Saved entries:
'''
//! Pipeline configuration

use feature_engine::WindowConfig;
use inference_engine::{SubjectId, DEFAULT_SEQUENCE_LENGTH};
use serde::{Deserialize, Serialize};
use std::time::Duration;

/// Time range attributed to each classified record
#[derive(Debug, Clone, Copy, PartialEq, Eq, Default, Serialize, Deserialize)]
#[serde(rename_all = "snake_case")]
pub enum TimestampMode {
    /// First and last timestamp of the whole request batch
    #[default]
    BatchBounds,
    /// First and last timestamp of the newest window in the sequence
    PerWindow,
}

#[derive(Debug, Clone, PartialEq, Serialize, Deserialize)]
#[serde(default)]
pub struct PipelineConfig {
    /// Samples per window (default: 50)
    pub window_size: usize,
    /// Fraction of each window shared with the next (default: 0.5)
    pub overlap: f64,
    /// Windows per classified sequence (default: 3)
    pub sequence_length: usize,
    pub timestamp_mode: TimestampMode,
    /// Subject state is dropped after this long without samples
    pub subject_idle_timeout_secs: u64,
    /// Subject used when a request names none
    pub default_subject: String,
    /// Maximum samples accepted in one request
    pub max_batch_samples: usize,
    /// Capacity of the channel to the daily sweep
    pub event_buffer: usize,
}

impl Default for PipelineConfig {
    fn default() -> Self {
        Self {
            window_size: 50,
            overlap: 0.5,
            sequence_length: DEFAULT_SEQUENCE_LENGTH,
            timestamp_mode: TimestampMode::BatchBounds,
            subject_idle_timeout_secs: 3600,
            default_subject: "default".to_string(),
            max_batch_samples: 100_000,
            event_buffer: 1024,
        }
    }
}

impl PipelineConfig {
    pub fn window(&self) -> WindowConfig {
        WindowConfig::new(self.window_size, self.overlap)
    }

    pub fn idle_timeout(&self) -> Duration {
        Duration::from_secs(self.subject_idle_timeout_secs)
    }

    /// Requested subject, or the configured default when absent or blank
    pub fn subject_or_default(&self, requested: Option<&str>) -> SubjectId {
        match requested.map(str::trim) {
            Some(id) if !id.is_empty() => SubjectId::new(id),
            _ => SubjectId::new(self.default_subject.as_str()),
        }
    }
}
//! Activity labels and classified records

use chrono::{DateTime, Utc};
use serde::{Deserialize, Serialize};

/// Activity detected by the model, serialized as its integer code 1-8
#[derive(Debug, Clone, Copy, PartialEq, Eq, Hash, PartialOrd, Ord, Serialize, Deserialize)]
#[serde(try_from = "u8", into = "u8")]
pub enum ActivityType {
    Walk = 1,
    Sit = 2,
    Stand = 3,
    LieDown = 4,
    Run = 5,
    /// Class 6 is trained but carries no user-facing meaning
    Reserved = 6,
    Bike = 7,
    Fall = 8,
}

impl ActivityType {
    /// Number of classes the model emits
    pub const COUNT: usize = 8;

    /// Integer code (1-8)
    pub fn code(self) -> u8 {
        self as u8
    }

    /// Look up a label by its integer code
    pub fn from_code(code: u8) -> Option<Self> {
        match code {
            1 => Some(ActivityType::Walk),
            2 => Some(ActivityType::Sit),
            3 => Some(ActivityType::Stand),
            4 => Some(ActivityType::LieDown),
            5 => Some(ActivityType::Run),
            6 => Some(ActivityType::Reserved),
            7 => Some(ActivityType::Bike),
            8 => Some(ActivityType::Fall),
            _ => None,
        }
    }

    /// Label for a zero-based model output index
    pub fn from_class_index(index: usize) -> Option<Self> {
        u8::try_from(index + 1).ok().and_then(Self::from_code)
    }

    /// Get string representation
    pub fn as_str(&self) -> &'static str {
        match self {
            ActivityType::Walk => "walk",
            ActivityType::Sit => "sit",
            ActivityType::Stand => "stand",
            ActivityType::LieDown => "lie_down",
            ActivityType::Run => "run",
            ActivityType::Reserved => "reserved",
            ActivityType::Bike => "bike",
            ActivityType::Fall => "fall",
        }
    }
}

impl TryFrom<u8> for ActivityType {
    type Error = String;

    fn try_from(code: u8) -> Result<Self, Self::Error> {
        Self::from_code(code).ok_or_else(|| format!("unknown activity type {}", code))
    }
}

impl From<ActivityType> for u8 {
    fn from(activity: ActivityType) -> u8 {
        activity.code()
    }
}

impl std::fmt::Display for ActivityType {
    fn fmt(&self, f: &mut std::fmt::Formatter<'_>) -> std::fmt::Result {
        f.write_str(self.as_str())
    }
}

/// Identity of the person wearing the sensor
#[derive(Debug, Clone, PartialEq, Eq, Hash, PartialOrd, Ord, Serialize, Deserialize)]
#[serde(transparent)]
pub struct SubjectId(String);

impl SubjectId {
    pub fn new(id: impl Into<String>) -> Self {
        Self(id.into())
    }

    pub fn as_str(&self) -> &str {
        &self.0
    }
}

impl From<&str> for SubjectId {
    fn from(id: &str) -> Self {
        Self::new(id)
    }
}

impl std::fmt::Display for SubjectId {
    fn fmt(&self, f: &mut std::fmt::Formatter<'_>) -> std::fmt::Result {
        f.write_str(&self.0)
    }
}

/// One classified sequence with the time range it is attributed to
#[derive(Debug, Clone, PartialEq, Eq, Serialize, Deserialize)]
pub struct ActivityRecord {
    #[serde(rename = "activityType")]
    pub activity: ActivityType,
    pub start_time: DateTime<Utc>,
    pub end_time: DateTime<Utc>,
}

impl ActivityRecord {
    pub fn new(activity: ActivityType, start_time: DateTime<Utc>, end_time: DateTime<Utc>) -> Self {
        Self {
            activity,
            start_time,
            end_time,
        }
    }
}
'''
Your objective:
The answer must be every line of the data that contains the word "BatchBounds".

The completed task:
    BatchBounds,
            timestamp_mode: TimestampMode::BatchBounds,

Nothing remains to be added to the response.